The aggregate of entrepreneurs earn value due to market imperfections, leading to GDP
growth. The ECB corrects this by printing money leading to inflation. If this doesn’t occur, the
system will collapse. The idea of creating value is that we have a collective of assets that can
be used more efficiently than the year before. We can produce more because of e.g.
innovation. This is due to making inefficient markets more efficient. Every market has the
tendency to become efficient. For inefficient markets there is a possibility to make profits, so
competitors enter the market. The solution is to innovate, finding new markets. If Apple
doesn’t innovate the market will become more efficient. At the end customers will only look
at price (without innovation) and the market becomes efficient. An entrepreneur should
make sure either nobody knows you are successful or nobody can react on the knowledge.
You need to innovate in order to create value.
Warren Buffet made the analogy between entrepreneurship and a castle with gold,
protected by a moat. The wider the moat, the easier it is to protect the gold. The intruders
are competitive forces.

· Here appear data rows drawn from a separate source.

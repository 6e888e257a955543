//! Adapter-only checkpoint persistence.
//!
//! Layout: a small header (magic, version, element-type tag, adapter count,
//! then per adapter its name and the shapes of A and B), followed by the raw
//! row-major bytes of A then B for each adapter, ordered by adapter name
//! ascending, in native endianness. Reading rejects any mismatch between the
//! declared shapes and the live adapter set.

use std::fs::{self, File};
use std::io::{BufReader, BufWriter, Read, Write};
use std::path::{Path, PathBuf};

use serde::{Deserialize, Serialize};
use tracing::info;

use crate::error::{Error, Result};
use crate::lora::LoraAdapterSet;
use crate::memory::MemoryCategory;
use crate::tensor::Tensor;

const MAGIC: [u8; 4] = *b"MTAC";
const VERSION: u32 = 1;
const ELEM_F32: u8 = 1;

fn write_u32<W: Write>(w: &mut W, value: u32) -> Result<()> {
    w.write_all(&value.to_ne_bytes())?;
    Ok(())
}

fn write_u64<W: Write>(w: &mut W, value: u64) -> Result<()> {
    w.write_all(&value.to_ne_bytes())?;
    Ok(())
}

fn read_u32<R: Read>(r: &mut R) -> Result<u32> {
    let mut buf = [0u8; 4];
    r.read_exact(&mut buf)?;
    Ok(u32::from_ne_bytes(buf))
}

fn read_u64<R: Read>(r: &mut R) -> Result<u64> {
    let mut buf = [0u8; 8];
    r.read_exact(&mut buf)?;
    Ok(u64::from_ne_bytes(buf))
}

fn write_shape<W: Write>(w: &mut W, shape: &[usize]) -> Result<()> {
    write_u32(w, shape.len() as u32)?;
    for &dim in shape {
        write_u64(w, dim as u64)?;
    }
    Ok(())
}

fn read_shape<R: Read>(r: &mut R) -> Result<Vec<usize>> {
    let rank = read_u32(r)? as usize;
    let mut shape = Vec::with_capacity(rank);
    for _ in 0..rank {
        shape.push(read_u64(r)? as usize);
    }
    Ok(shape)
}

/// Serialize every adapter (A then B, names ascending).
pub fn write_adapters<W: Write>(w: &mut W, adapters: &LoraAdapterSet) -> Result<()> {
    w.write_all(&MAGIC)?;
    write_u32(w, VERSION)?;
    w.write_all(&[ELEM_F32])?;
    let names = adapters.sorted_names();
    write_u32(w, names.len() as u32)?;
    for name in &names {
        let adapter = adapters.get(name).expect("sorted_names returns live names");
        write_u32(w, name.len() as u32)?;
        w.write_all(name.as_bytes())?;
        write_shape(w, adapter.a().shape())?;
        write_shape(w, adapter.b().shape())?;
    }
    for name in &names {
        let adapter = adapters.get(name).expect("sorted_names returns live names");
        w.write_all(bytemuck::cast_slice(adapter.a().data()?))?;
        w.write_all(bytemuck::cast_slice(adapter.b().data()?))?;
    }
    Ok(())
}

fn read_tensor<R: Read>(r: &mut R, shape: &[usize]) -> Result<Tensor> {
    let count: usize = shape.iter().product();
    let mut bytes = vec![0u8; count * 4];
    r.read_exact(&mut bytes)?;
    let data: Vec<f32> = bytemuck::pod_collect_to_vec(&bytes);
    Tensor::from_vec(data, shape, MemoryCategory::ModelWeights)
}

/// Restore adapter matrices in place. The declared adapter set must match
/// the live one exactly: same names, same A/B shapes.
pub fn read_adapters<R: Read>(r: &mut R, adapters: &mut LoraAdapterSet) -> Result<()> {
    let mut magic = [0u8; 4];
    r.read_exact(&mut magic)?;
    if magic != MAGIC {
        return Err(Error::shape(format!(
            "not an adapter checkpoint (magic {magic:?})"
        )));
    }
    let version = read_u32(r)?;
    if version != VERSION {
        return Err(Error::shape(format!(
            "unsupported checkpoint version {version}"
        )));
    }
    let mut elem = [0u8; 1];
    r.read_exact(&mut elem)?;
    if elem[0] != ELEM_F32 {
        return Err(Error::shape(format!(
            "unsupported element type tag {}",
            elem[0]
        )));
    }
    let count = read_u32(r)? as usize;
    let live_names = adapters.sorted_names();
    if count != live_names.len() {
        return Err(Error::ShapeMismatch(format!(
            "checkpoint declares {count} adapters, the model has {}",
            live_names.len()
        )));
    }

    let mut declared = Vec::with_capacity(count);
    for expected in &live_names {
        let name_len = read_u32(r)? as usize;
        let mut name_bytes = vec![0u8; name_len];
        r.read_exact(&mut name_bytes)?;
        let name = String::from_utf8(name_bytes).map_err(|_| {
            Error::shape("checkpoint adapter name is not valid utf-8".to_string())
        })?;
        if &name != expected {
            return Err(Error::ShapeMismatch(format!(
                "checkpoint adapter `{name}` does not match live adapter `{expected}`"
            )));
        }
        let a_shape = read_shape(r)?;
        let b_shape = read_shape(r)?;
        let adapter = adapters.get(&name).expect("live names are present");
        if a_shape != adapter.a().shape() || b_shape != adapter.b().shape() {
            return Err(Error::ShapeMismatch(format!(
                "adapter `{name}`: checkpoint shapes A {a_shape:?} / B {b_shape:?} \
                 do not match live A {:?} / B {:?}",
                adapter.a().shape(),
                adapter.b().shape()
            )));
        }
        declared.push((name, a_shape, b_shape));
    }

    for (name, a_shape, b_shape) in declared {
        let a = read_tensor(r, &a_shape)?;
        let b = read_tensor(r, &b_shape)?;
        adapters
            .get_mut(&name)
            .expect("live names are present")
            .set_matrices(a, b)?;
    }
    Ok(())
}

/// Collaborator the training loop hands snapshots to.
pub trait CheckpointSink: Send {
    fn write(
        &mut self,
        epoch: usize,
        step: usize,
        loss: f32,
        adapters: &LoraAdapterSet,
    ) -> Result<()>;
}

#[derive(Debug, Serialize, Deserialize)]
pub struct CheckpointMetadata {
    pub epoch: usize,
    pub step: usize,
    pub loss: f32,
    pub file: String,
    pub written_at: chrono::DateTime<chrono::Utc>,
}

/// Writes `adapters-step{N}.bin` files plus a `latest.json` pointer.
pub struct FileCheckpointSink {
    dir: PathBuf,
}

impl FileCheckpointSink {
    pub fn new(dir: impl AsRef<Path>) -> Result<Self> {
        fs::create_dir_all(dir.as_ref())?;
        Ok(Self {
            dir: dir.as_ref().to_path_buf(),
        })
    }

    pub fn latest(&self) -> Result<Option<CheckpointMetadata>> {
        let path = self.dir.join("latest.json");
        if !path.exists() {
            return Ok(None);
        }
        let meta: CheckpointMetadata = serde_json::from_str(&fs::read_to_string(path)?)
            .map_err(|e| Error::shape(format!("corrupt checkpoint metadata: {e}")))?;
        Ok(Some(meta))
    }

    pub fn load_into(&self, file: &str, adapters: &mut LoraAdapterSet) -> Result<()> {
        let mut reader = BufReader::new(File::open(self.dir.join(file))?);
        read_adapters(&mut reader, adapters)
    }
}

impl CheckpointSink for FileCheckpointSink {
    fn write(
        &mut self,
        epoch: usize,
        step: usize,
        loss: f32,
        adapters: &LoraAdapterSet,
    ) -> Result<()> {
        let file = format!("adapters-step{step:06}.bin");
        let path = self.dir.join(&file);
        let mut writer = BufWriter::new(File::create(&path)?);
        write_adapters(&mut writer, adapters)?;
        writer.flush()?;
        let meta = CheckpointMetadata {
            epoch,
            step,
            loss,
            file,
            written_at: chrono::Utc::now(),
        };
        fs::write(
            self.dir.join("latest.json"),
            serde_json::to_string_pretty(&meta)
                .map_err(|e| Error::shape(format!("metadata serialization failed: {e}")))?,
        )?;
        info!(step, loss, path = %path.display(), "wrote adapter checkpoint");
        Ok(())
    }
}

/// Discards snapshots; used by tests and benchmarks.
pub struct NullCheckpointSink;

impl CheckpointSink for NullCheckpointSink {
    fn write(&mut self, _: usize, _: usize, _: f32, _: &LoraAdapterSet) -> Result<()> {
        Ok(())
    }
}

There are five sources for moat:
1. Intangible assets (branding): producing incomparable products.
2. Switching costs: your company is dependent on a certain service (Oracle, SAP).
3. Network effect (Facebook): the value of the company increases when more people
are using it.
4. Cost advantage (UPS): organize activities in such a way that others cannot copy it.
5. Efficient scale (NS): as soon as a competitor enters the market, they cannot make a
profit. The scale is perfectly right for one company, otherwise both lose money.
These moats are another way to say making the market as inefficient as possible.
Morningstar uses this analogy. There are companies with wide (Coca Cola), narrow (DR.
Pepper) and no moat (AH Basic).
, In finance we are not interested in the past, so ignore sunk cost. On the exam there will be a
question where sunk costs are included. We shouldn’t fall into the sunk cost fallacy, we are
only interested in the future. We use accounting numbers to have a clue about the future.
Our balance sheet focuses on the future. This is completely different than the accounting
balance sheet, which focuses on the past and on tangible assets. We are interested in
whether assets will generate cash flows now and in the future.
We are only interested in cash and ignore accounting numbers. Profit can be manipulated
legally. Cash is king and cannot be manipulated. We need the numbers of an accountant to
see how much is generated. Depreciation is an imagination, something that we invented. We
invented accounting for tax purposes. Corporate finance is only interested in money. Profit is
an invention.
The investment decision concerns the decisions on the asset side of the balance sheet. The
financing decision focuses on the liability side, where value can be gained through
imperfections. Lastly the dividend decision focuses on the equity holder.
Corporate finance is common sense. It is focused on maximizing the value of the business.
The focus changes across the life cycle. The assets in placed for an utility firm are huge,
whereas the growth assets are relatively small. Debt and equity are quite similar. For a tech
firm the growth assets are huge whereas assets in place are small, and equity is huge with an
absent of debt. It is impossible that equity is cheaper than debt, as it is residual. The
difference is debt is due to the fact that utility firms have stable cash flows, whereas tech
firms don’t. Moreover, utility firms have assets to be pledged. Corporate finance is universal,
e.g. the objective of risk management is value maximization. Any decision in the firm should
have this objective. While constraints and challenges vary between firms, the first principles
don’t change. Violating these principles will lead to paying a price. Almost every corporate
disaster or bubble has its origins in a violation of the first principles.